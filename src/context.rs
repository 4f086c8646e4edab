//! Per-function compilation driver.
//!
//! A thin wrapper that owns one [`Function`] and runs the fixed pass
//! pipeline over it. There is no optimization pipeline or verifier pass to
//! select between — this crate's pipeline is unconditional and always the
//! same five passes, so `compile` takes no `OptLevel`/flags argument.

use crate::ir::{Function, TypeInterner};
use crate::isa::Target;
use crate::unit::Unit;
use log::debug;

/// Owns a single function through ABI lowering, instruction selection,
/// spilling, register allocation, and emission, in that fixed order.
pub struct Context {
    /// The function under compilation.
    pub func: Function,
}

impl Context {
    /// Start a fresh compilation context over `func`.
    pub fn for_function(func: Function) -> Self {
        Context { func }
    }

    /// Run every pass over `self.func` in order and return its rendered
    /// assembly, one instruction/directive per line.
    ///
    /// `self.func` must already be finalized (every block given a real
    /// terminator) — the `under construction → finalized` transition is
    /// the caller's responsibility, not this crate's.
    pub fn compile(&mut self, types: &mut TypeInterner, target: &Target) -> Vec<String> {
        debug!("context: compiling {}", self.func.name);
        crate::abi::run(&mut self.func, types, target);
        crate::isel::run(&mut self.func, types, target);
        crate::spill::run(&mut self.func, types, target);
        crate::regalloc::run(&mut self.func, target);
        crate::emit::emit_function(&self.func, types, target)
    }
}

/// Compile every function in `unit` in declaration order, returning each
/// function's rendered assembly lines followed by every global's
/// initializer directives — the top-level driver a front end calls once
/// it has finished building a unit, and the seam this crate's own
/// integration tests drive end to end.
pub fn compile_unit(unit: &mut Unit, target: &Target) -> Vec<String> {
    debug!("context: compiling unit ({} functions)", unit.functions.len());
    let mut out = Vec::new();
    let funcs = std::mem::take(&mut unit.functions);
    let mut compiled = Vec::with_capacity(funcs.len());
    for func in funcs {
        let mut ctx = Context::for_function(func);
        out.extend(ctx.compile(&mut unit.types, target));
        compiled.push(ctx.func);
    }
    unit.functions = compiled;
    for global in &unit.globals {
        out.extend(crate::emit::emit_global(global, &unit.types, target));
    }
    out
}

#[cfg(test)]
mod tests {
    use super::*;
    use crate::ir::builder;
    use crate::ir::function::Signature;
    use crate::ir::types::Prim;
    use crate::ir::Value;
    use crate::isa::CallConv;

    fn target() -> Target {
        Target::parse("x86_64-unknown-linux-gnu").unwrap()
    }

    #[test]
    fn compile_runs_every_pass_and_renders_a_return() {
        let mut types = TypeInterner::new(8, 8);
        let i4 = types.intern_primitive(Prim::I4);
        let sig = Signature {
            ret: i4,
            params: vec![],
            variadic: false,
            call_conv: CallConv::SystemV,
        };
        let mut func = Function::new("five", sig);
        let entry = func.entry();
        let five = Value::literal(i4, 5);
        let result = Value::from_inst(i4, "result");
        builder::copy(&mut func, &types, entry, &five, result.clone());
        builder::ret(&mut func, &types, entry, Some(&result));

        let mut ctx = Context::for_function(func);
        let lines = ctx.compile(&mut types, &target());

        assert!(lines.iter().any(|l| l.contains("ret")));
        assert!(lines.iter().any(|l| l.contains("push")));
    }

    #[test]
    fn compile_unit_renders_functions_then_globals() {
        let mut unit = Unit::new(8, 8);
        let i4 = unit.types.intern_primitive(Prim::I4);
        let sig = Signature {
            ret: i4,
            params: vec![],
            variadic: false,
            call_conv: CallConv::SystemV,
        };
        let mut func = Function::new("five", sig);
        let entry = func.entry();
        let five = Value::literal(i4, 5);
        let result = Value::from_inst(i4, "result");
        builder::copy(&mut func, &unit.types, entry, &five, result.clone());
        builder::ret(&mut func, &unit.types, entry, Some(&result));
        unit.declare_function(func).unwrap();

        unit.declare_global(crate::unit::GlobalData {
            name: "counter".to_string(),
            ty: i4,
            init: Some(crate::unit::Init::Int { ty: i4, bits: 0 }),
            exported: true,
            constant: false,
            weak: false,
        })
        .unwrap();

        let lines = compile_unit(&mut unit, &target());
        let five_pos = lines.iter().position(|l| l.contains("five:")).unwrap();
        let counter_pos = lines.iter().position(|l| l.contains("counter:")).unwrap();
        assert!(five_pos < counter_pos);
    }
}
============================================================
What to do: Find each line holding the string "fixed" in the listing above, then copy it.

Reply to the task:
//! A thin wrapper that owns one [`Function`] and runs the fixed pass
/// spilling, register allocation, and emission, in that fixed order.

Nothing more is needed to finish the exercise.